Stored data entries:
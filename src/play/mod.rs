pub mod runner;

use std::time::Duration;

use anyhow::Error;
use tokio::sync::watch;

use crate::color::{Color, ColorOrder};
use crate::scene::Frame;
use crate::strip::LedDevice;

/// Delay between steps at 100% speed, per animation.
const WIPE_STEP_MS: u64 = 25;
const RAINBOW_STEP_MS: u64 = 25;
const CHASE_STEP_MS: u64 = 25;
const PURSUIT_STEP_MS: u64 = 10;

/// How many pixels the pursuit beam spans, leading edge included.
const BEAM_LENGTH: i64 = 15;

/// Playback speed as a percentage of an animation's base cadence. 100 is real
/// time, 200 runs twice as fast. Values below 1 are refused before anything
/// touches the strip.
#[derive(Debug, Clone, Copy, PartialEq, Eq)]
pub struct Speed(u64);

impl Speed {
    pub const NORMAL: Speed = Speed(100);

    pub fn new(percentage: i64) -> Option<Speed> {
        if percentage < 1 {
            None
        } else {
            Some(Speed(percentage as u64))
        }
    }

    /// Scale a base delay by the speed. Floors at one millisecond so a very
    /// fast setting never produces a zero delay, and saturates so an absurd
    /// frame wait cannot overflow the scale.
    pub fn delay(self, base_ms: u64) -> Duration {
        Duration::from_millis((base_ms.saturating_mul(100) / self.0).max(1))
    }
}

/// Cooperative stop signal for one animation run. The sender half stays with
/// whoever controls the run; the animation polls and sleeps through this end.
pub struct RunToken {
    stop: watch::Receiver<bool>,
}

impl RunToken {
    pub fn pair() -> (watch::Sender<bool>, RunToken) {
        let (tx, rx) = watch::channel(false);
        (tx, RunToken { stop: rx })
    }

    pub fn is_stopped(&self) -> bool {
        *self.stop.borrow()
    }

    /// Sleep that the stop signal interrupts. Returns true when the full
    /// delay elapsed, false when the run was stopped mid-sleep. A dropped
    /// sender counts as stopped.
    pub async fn sleep(&mut self, duration: Duration) -> bool {
        tokio::select! {
            _ = tokio::time::sleep(duration) => true,
            _ = self.stop.wait_for(|stop| *stop) => false,
        }
    }
}

/// The animation algorithms, run against whichever sink was configured. One
/// instance owns the device for the lifetime of the process; the runner hands
/// it to one animation task at a time, so two shows never interleave writes.
pub struct Animations {
    device: Box<dyn LedDevice>,
    led_count: usize,
    color_order: ColorOrder,
}

impl Animations {
    pub fn new(mut device: Box<dyn LedDevice>) -> Self {
        let led_count = device.image().len();
        Animations {
            device,
            led_count,
            color_order: ColorOrder::default(),
        }
    }

    pub fn led_count(&self) -> usize {
        self.led_count
    }

    /// Takes effect on subsequent writes only.
    pub fn set_color_order(&mut self, order: ColorOrder) {
        self.color_order = order;
    }

    fn set_pixel(&mut self, index: usize, color: Color) {
        let order = self.color_order;
        self.device.image().set_pixel(index, color, order);
    }

    fn update(&mut self) -> Result<(), Error> {
        self.device.update()
    }

    /// Everything off, presented immediately.
    pub fn switch_off(&mut self) -> Result<(), Error> {
        self.device.image().clear();
        self.update()
    }

    /// One color across the whole strip, single present, no loop.
    pub fn set_color(&mut self, color: Color) -> Result<(), Error> {
        for i in 0..self.led_count {
            self.set_pixel(i, color);
        }
        self.update()
    }

    /// Fill the strip one pixel per tick, then end.
    pub async fn color_wipe(
        &mut self,
        token: &mut RunToken,
        color: Color,
        speed: Speed,
    ) -> Result<(), Error> {
        let delay = speed.delay(WIPE_STEP_MS);
        for i in 0..self.led_count {
            self.set_pixel(i, color);
            self.update()?;
            if !token.sleep(delay).await {
                break;
            }
        }
        Ok(())
    }

    /// Rolling color wheel across the strip until stopped. Every invocation
    /// starts the cycle from the top, there is no resume.
    pub async fn rainbow(&mut self, token: &mut RunToken, speed: Speed) -> Result<(), Error> {
        let delay = speed.delay(RAINBOW_STEP_MS);
        while !token.is_stopped() {
            for i in 0..255usize {
                if token.is_stopped() {
                    break;
                }
                for j in 0..self.led_count {
                    self.set_pixel(j, wheel((i + j) as u8));
                }
                self.update()?;
                token.sleep(delay).await;
            }
        }
        Ok(())
    }

    /// Three-phase marquee: light every third pixel at offset j, hold, blank
    /// those pixels, move to the next offset. Runs until stopped.
    pub async fn theatre_chase(
        &mut self,
        token: &mut RunToken,
        color: Color,
        blank: Color,
        speed: Speed,
    ) -> Result<(), Error> {
        let delay = speed.delay(CHASE_STEP_MS);
        while !token.is_stopped() {
            for j in 0..3 {
                for k in (0..self.led_count).step_by(3) {
                    self.set_pixel(j + k, color);
                }
                self.update()?;
                token.sleep(delay).await;
                for k in (0..self.led_count).step_by(3) {
                    self.set_pixel(j + k, blank);
                }
            }
        }
        Ok(())
    }

    /// A red beam with a fading tail bouncing between the strip ends. The
    /// index keeps moving until the whole beam has left the strip before the
    /// direction flips, so the tail sweeps fully off at each end. Runs until
    /// stopped. The green and blue variants are this same beam seen through a
    /// different wire order.
    pub async fn knight_rider(&mut self, token: &mut RunToken, speed: Speed) -> Result<(), Error> {
        let delay = speed.delay(PURSUIT_STEP_MS);
        let led_count = self.led_count as i64;
        let mut index: i64 = 0;
        let mut down = false;
        while !token.is_stopped() {
            self.device.image().clear();
            if down {
                for i in 0..=BEAM_LENGTH {
                    self.beam_pixel(index + i, i);
                }
                index -= 1;
                if index < -BEAM_LENGTH {
                    down = false;
                    index = 0;
                }
            } else {
                for i in (0..BEAM_LENGTH).rev() {
                    self.beam_pixel(index - i, i);
                }
                index += 1;
                if index - BEAM_LENGTH >= led_count {
                    down = true;
                    index = led_count - 1;
                }
            }
            self.update()?;
            token.sleep(delay).await;
        }
        Ok(())
    }

    /// One pixel of the beam, i steps behind the leading edge, brightness
    /// falling off linearly with distance.
    fn beam_pixel(&mut self, position: i64, i: i64) {
        if position >= 0 && position < self.led_count as i64 {
            let value = ((BEAM_LENGTH - i) * (255 / (BEAM_LENGTH + 1))) as u8;
            self.set_pixel(position as usize, Color::rgb(value, 0, 0));
        }
    }

    /// Play an authored frame list: write each frame's samples, present, hold
    /// for the frame's wait scaled by speed. Without repeat the run ends after
    /// one pass; either way the strip goes dark on the way out.
    pub async fn play_scene(
        &mut self,
        token: &mut RunToken,
        frames: &[Frame],
        speed: Speed,
        repeat: bool,
    ) -> Result<(), Error> {
        if frames.is_empty() {
            return self.switch_off();
        }
        while !token.is_stopped() {
            for frame in frames {
                if token.is_stopped() {
                    break;
                }
                for led in &frame.leds {
                    self.set_pixel(led.led_nr as usize, led.color());
                }
                self.update()?;
                token.sleep(speed.delay(frame.wait_till_next_frame)).await;
            }
            if !repeat {
                break;
            }
        }
        self.switch_off()
    }
}

/// Three-segment color wheel: red rises as green falls, then blue takes over
/// from red, then green from blue.
fn wheel(position: u8) -> Color {
    let position = position as u16;
    if position < 85 {
        Color::rgb((position * 3) as u8, (255 - position * 3) as u8, 0)
    } else if position < 170 {
        let position = position - 85;
        Color::rgb((255 - position * 3) as u8, 0, (position * 3) as u8)
    } else {
        let position = position - 170;
        Color::rgb(0, (position * 3) as u8, (255 - position * 3) as u8)
    }
}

Aim of the task:
In the entries above, how many lines contain the word "await"? Provide the number alone.

Solution below:
5